• [Given entries]:

//! Stdin control surface.
//!
//! Stands in for the original hardware triggers: one command starts a block
//! transfer, one cycles the QoS level. Lines are read on a dedicated thread
//! and handed to the main loop through a bounded channel.

use std::io::BufRead;

use crossbeam_channel::{Receiver, bounded};
use tracing::warn;

#[derive(Debug, Clone, PartialEq, Eq)]
pub enum Command {
    /// Transfer the named file, or the first discovered image when `None`.
    Send(Option<String>),
    /// Cycle the configured QoS level 0 -> 1 -> 2 -> 0.
    CycleQos,
    Quit,
}

pub fn parse_command(line: &str) -> Option<Command> {
    let mut words = line.split_whitespace();
    match words.next()? {
        "send" => Some(Command::Send(words.next().map(str::to_string))),
        "qos" => Some(Command::CycleQos),
        "quit" | "exit" => Some(Command::Quit),
        _ => None,
    }
}

/// Read commands from stdin on a background thread.
pub fn spawn_stdin_reader() -> Receiver<Command> {
    let (tx, rx) = bounded(8);
    std::thread::spawn(move || {
        let stdin = std::io::stdin();
        for line in stdin.lock().lines() {
            let Ok(line) = line else { break };
            if line.trim().is_empty() {
                continue;
            }
            match parse_command(&line) {
                Some(command) => {
                    let quit = command == Command::Quit;
                    if tx.send(command).is_err() || quit {
                        break;
                    }
                }
                None => warn!(line = %line, "unknown command (try: send [file], qos, quit)"),
            }
        }
    });
    rx
}

#[cfg(test)]
mod tests {
    use super::*;

    #[test]
    fn parses_commands() {
        assert_eq!(parse_command("send"), Some(Command::Send(None)));
        assert_eq!(
            parse_command("send cat.jpg"),
            Some(Command::Send(Some("cat.jpg".into())))
        );
        assert_eq!(parse_command("qos"), Some(Command::CycleQos));
        assert_eq!(parse_command("quit"), Some(Command::Quit));
        assert_eq!(parse_command("exit"), Some(Command::Quit));
        assert_eq!(parse_command("bogus"), None);
        assert_eq!(parse_command(""), None);
    }
}
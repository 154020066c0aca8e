//! MQTT-SN client: session bring-up and the per-message delivery engine.
//!
//! The client is an explicit context object — gateway address, channel
//! registry, message-id counter and the currently configured QoS all live
//! here and are threaded through every call. One delivery is outstanding at
//! a time: `publish` blocks the calling context until the acknowledgment
//! discipline for the requested QoS level has run to completion or the
//! attempt budget is spent.

use std::net::SocketAddr;
use std::thread;
use std::time::{Duration, Instant};

use tracing::{debug, info, warn};

use crate::codec::{
    self, MAX_FRAME, MSG_CONNACK, MSG_DISCONNECT, MSG_PINGREQ, MSG_PUBACK, MSG_PUBCOMP,
    MSG_PUBLISH, MSG_PUBREC, MSG_PUBREL, MSG_REGACK, MSG_SUBACK, Publish, RC_ACCEPTED,
};
use crate::error::{DeliveryError, Result};
use crate::transport::Transport;

/// Engine tuning. Defaults are the production values; tests shrink them.
#[derive(Debug, Clone)]
pub struct ClientConfig {
    pub gateway: SocketAddr,
    pub client_id: String,
    /// Keepalive duration advertised in CONNECT.
    pub keepalive_secs: u16,
    /// How long a QoS 1 publish waits for its PUBACK.
    pub ack_timeout: Duration,
    /// Session acknowledgments (CONNACK/REGACK/SUBACK) and each QoS 2 phase.
    pub handshake_timeout: Duration,
    /// Pause between delivery attempts.
    pub retry_backoff: Duration,
    /// Total attempts for a QoS 1/2 publish.
    pub max_attempts: u32,
}

impl ClientConfig {
    pub fn new(gateway: SocketAddr, client_id: impl Into<String>) -> Self {
        Self {
            gateway,
            client_id: client_id.into(),
            keepalive_secs: 60,
            ack_timeout: Duration::from_secs(10),
            handshake_timeout: Duration::from_secs(5),
            retry_backoff: Duration::from_millis(100),
            max_attempts: 3,
        }
    }
}

/// Frames surfaced to the caller by `poll`.
#[derive(Debug)]
pub enum Incoming {
    Publish(Publish),
    Disconnect,
}

pub struct Client<T: Transport> {
    transport: T,
    config: ClientConfig,
    connected: bool,
    next_msg_id: u16,
    qos: u8,
    channels: Vec<(String, u16)>,
}
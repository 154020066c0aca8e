/// Block-transfer wire formats.
///
/// Chunk packet (little-endian):
/// ```text
/// [0..2]   Block id (u16)
/// [2..4]   Part number (u16, 1-based)
/// [4..6]   Total parts (u16)
/// [6..8]   Data length (u16)
/// [8..]    Payload slice (up to 120 bytes)
/// ```
///
/// Status message (little-endian):
/// ```text
/// [0..2]   Block id (u16)
/// [2]      Status (0 = COMPLETE, 1 = MISSING)
/// [3..5]   Missing count (u16)
/// [5..]    Missing part numbers (u16 each, at most 50)
/// ```

/// Size of a chunk packet including its header; fits one datagram.
pub const CHUNK_SIZE: usize = 128;

/// Chunk header: four u16 fields.
pub const CHUNK_HEADER: usize = 8;

/// Payload bytes per chunk.
pub const CHUNK_PAYLOAD: usize = CHUNK_SIZE - CHUNK_HEADER;

/// Most chunks a single block may span.
pub const MAX_PARTS: u16 = 3000;

/// Reassembly buffer capacity; bounds the transferable block size.
pub const BLOCK_BUFFER_SIZE: usize = 150_000;

/// Largest source file the convenience send path accepts.
pub const MAX_SOURCE_FILE_BYTES: u64 = 150_000;

/// Hard cap on missing part numbers in one status message.
pub const STATUS_MAX_MISSING: usize = 50;

/// Number of chunks needed to carry `len` payload bytes.
pub fn parts_for_len(len: usize) -> usize {
    len.div_ceil(CHUNK_PAYLOAD)
}

/// Parsed chunk packet header.
#[derive(Debug, Clone, Copy, PartialEq, Eq)]
pub struct ChunkHeader {
    pub block_id: u16,
    pub part_num: u16,
    pub total_parts: u16,
    pub data_len: u16,
}

impl ChunkHeader {
    /// Serialize into the first 8 bytes of `buf`.
    pub fn write_to(&self, buf: &mut [u8]) {
        debug_assert!(buf.len() >= CHUNK_HEADER);
        buf[0..2].copy_from_slice(&self.block_id.to_le_bytes());
        buf[2..4].copy_from_slice(&self.part_num.to_le_bytes());
        buf[4..6].copy_from_slice(&self.total_parts.to_le_bytes());
        buf[6..8].copy_from_slice(&self.data_len.to_le_bytes());
    }

    /// Parse from raw bytes. Returns None if too short for the header.
    pub fn parse(buf: &[u8]) -> Option<Self> {
        if buf.len() < CHUNK_HEADER {
            return None;
        }
        Some(Self {
            block_id: u16::from_le_bytes([buf[0], buf[1]]),
            part_num: u16::from_le_bytes([buf[2], buf[3]]),
            total_parts: u16::from_le_bytes([buf[4], buf[5]]),
            data_len: u16::from_le_bytes([buf[6], buf[7]]),
        })
    }
}

/// Build a chunk packet: header followed by the payload slice.
pub fn encode_chunk(header: &ChunkHeader, payload: &[u8]) -> Vec<u8> {
    debug_assert!(payload.len() <= CHUNK_PAYLOAD);
    debug_assert_eq!(payload.len(), header.data_len as usize);
    let mut packet = vec![0u8; CHUNK_HEADER + payload.len()];
    header.write_to(&mut packet);
    packet[CHUNK_HEADER..].copy_from_slice(payload);
    packet
}

/// Payload slice of a raw chunk packet.
pub fn chunk_payload(raw: &[u8]) -> &[u8] {
    &raw[CHUNK_HEADER..]
}

/// Receiver-to-sender block report.
#[derive(Debug, Clone, Copy, PartialEq, Eq)]
pub enum BlockStatus {
    Complete,
    Missing,
}

#[derive(Debug, Clone, PartialEq, Eq)]
pub struct StatusMessage {
    pub block_id: u16,
    pub status: BlockStatus,
    /// Missing part numbers, capped at [`STATUS_MAX_MISSING`].
    pub missing: Vec<u16>,
}

impl StatusMessage {
    pub fn complete(block_id: u16) -> Self {
        Self {
            block_id,
            status: BlockStatus::Complete,
            missing: Vec::new(),
        }
    }

    /// Build a MISSING report; part numbers beyond the cap are truncated.
    pub fn missing(block_id: u16, missing_parts: &[u16]) -> Self {
        let mut missing = missing_parts.to_vec();
        missing.truncate(STATUS_MAX_MISSING);
        Self {
            block_id,
            status: BlockStatus::Missing,
            missing,
        }
    }

    pub fn encode(&self) -> Vec<u8> {
        let mut out = Vec::with_capacity(5 + self.missing.len() * 2);
        out.extend_from_slice(&self.block_id.to_le_bytes());
        out.push(match self.status {
            BlockStatus::Complete => 0,
            BlockStatus::Missing => 1,
        });
        out.extend_from_slice(&(self.missing.len() as u16).to_le_bytes());
        for part in &self.missing {
            out.extend_from_slice(&part.to_le_bytes());
        }
        out
    }

    /// Parse from raw bytes. Returns None on truncation, an unknown status
    /// code, or a missing-count beyond the cap.
    pub fn parse(raw: &[u8]) -> Option<Self> {
        if raw.len() < 5 {
            return None;
        }
        let block_id = u16::from_le_bytes([raw[0], raw[1]]);
        let status = match raw[2] {
            0 => BlockStatus::Complete,
            1 => BlockStatus::Missing,
            _ => return None,
        };
        let count = u16::from_le_bytes([raw[3], raw[4]]) as usize;
        if count > STATUS_MAX_MISSING || raw.len() < 5 + count * 2 {
            return None;
        }
        let missing = raw[5..5 + count * 2]
            .chunks_exact(2)
            .map(|pair| u16::from_le_bytes([pair[0], pair[1]]))
            .collect();
        Some(Self {
            block_id,
            status,
            missing,
        })
    }
}
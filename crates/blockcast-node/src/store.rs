//! Filesystem block store.
//!
//! Backs both sides of the transfer: the publisher discovers and reads
//! outbound payloads here, the subscriber's finished blocks are written
//! under `received/`.

use std::io;
use std::path::PathBuf;

use tracing::info;

use blockcast_transfer::error::StorageError;
use blockcast_transfer::store::BlockStore;
use blockcast_transfer::wire::MAX_SOURCE_FILE_BYTES;

pub struct FsStore {
    dir: PathBuf,
    max_file_bytes: u64,
}

impl FsStore {
    pub fn new(dir: PathBuf) -> Result<Self, StorageError> {
        std::fs::create_dir_all(&dir)?;
        info!(dir = %dir.display(), "block store directory");
        Ok(Self {
            dir,
            max_file_bytes: MAX_SOURCE_FILE_BYTES,
        })
    }

    #[cfg(test)]
    fn with_limit(dir: PathBuf, max_file_bytes: u64) -> Result<Self, StorageError> {
        std::fs::create_dir_all(&dir)?;
        Ok(Self {
            dir,
            max_file_bytes,
        })
    }
}

impl BlockStore for FsStore {
    fn read(&self, name: &str) -> Result<Vec<u8>, StorageError> {
        let path = self.dir.join(name);
        let metadata = std::fs::metadata(&path).map_err(|e| {
            if e.kind() == io::ErrorKind::NotFound {
                StorageError::NotFound(name.to_string())
            } else {
                StorageError::Io(e)
            }
        })?;
        if metadata.len() == 0 {
            return Err(StorageError::Empty(name.to_string()));
        }
        if metadata.len() > self.max_file_bytes {
            return Err(StorageError::TooLarge {
                size: metadata.len(),
                max: self.max_file_bytes,
            });
        }
        Ok(std::fs::read(&path)?)
    }

    fn write(&self, name: &str, data: &[u8]) -> Result<(), StorageError> {
        let path = self.dir.join(name);
        if let Some(parent) = path.parent() {
            std::fs::create_dir_all(parent)?;
        }
        std::fs::write(&path, data)?;
        info!(path = %path.display(), bytes = data.len(), "file written");
        Ok(())
    }

    fn discover_first_matching(&self, extensions: &[&str]) -> Option<String> {
        let entries = std::fs::read_dir(&self.dir).ok()?;
        let mut names: Vec<String> = entries
            .filter_map(|entry| entry.ok())
            .filter(|entry| entry.file_type().map(|t| t.is_file()).unwrap_or(false))
            .filter_map(|entry| entry.file_name().into_string().ok())
            .collect();
        names.sort();
        names.into_iter().find(|name| {
            let lower = name.to_lowercase();
            extensions.iter().any(|ext| lower.ends_with(ext))
        })
    }
}

#[cfg(test)]
mod tests {
    use super::*;

    fn scratch_store(tag: &str) -> FsStore {
        let dir = std::env::temp_dir().join(format!("blockcast_store_test_{tag}"));
        let _ = std::fs::remove_dir_all(&dir);
        FsStore::with_limit(dir, 1024).unwrap()
    }

    #[test]
    fn read_errors() {
        let store = scratch_store("read");
        assert!(matches!(
            store.read("absent.bin"),
            Err(StorageError::NotFound(_))
        ));

        store.write("empty.bin", &[]).unwrap();
        assert!(matches!(
            store.read("empty.bin"),
            Err(StorageError::Empty(_))
        ));

        store.write("big.bin", &[0u8; 2048]).unwrap();
        assert!(matches!(
            store.read("big.bin"),
            Err(StorageError::TooLarge { size: 2048, .. })
        ));
    }

    #[test]
    fn write_read_roundtrip_with_subdir() {
        let store = scratch_store("roundtrip");
        store.write("received/block_1_0.bin", b"payload").unwrap();
        assert_eq!(store.read("received/block_1_0.bin").unwrap(), b"payload");
    }

    #[test]
    fn discovery_prefers_sorted_names_and_ignores_case() {
        let store = scratch_store("discover");
        store.write("zebra.JPG", b"z").unwrap();
        store.write("alpha.txt", b"a").unwrap();
        store.write("beta.jpg", b"b").unwrap();

        let found = store.discover_first_matching(&[".jpg", ".jpeg"]);
        assert_eq!(found.as_deref(), Some("beta.jpg"));

        assert_eq!(store.discover_first_matching(&[".png"]), None);
    }
}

• [Exercise prompt]: A copy of each line above that holds the word "report" is the expected answer.

• [Answer to this exercise]:
/// Receiver-to-sender block report.
    /// Build a MISSING report; part numbers beyond the cap are truncated.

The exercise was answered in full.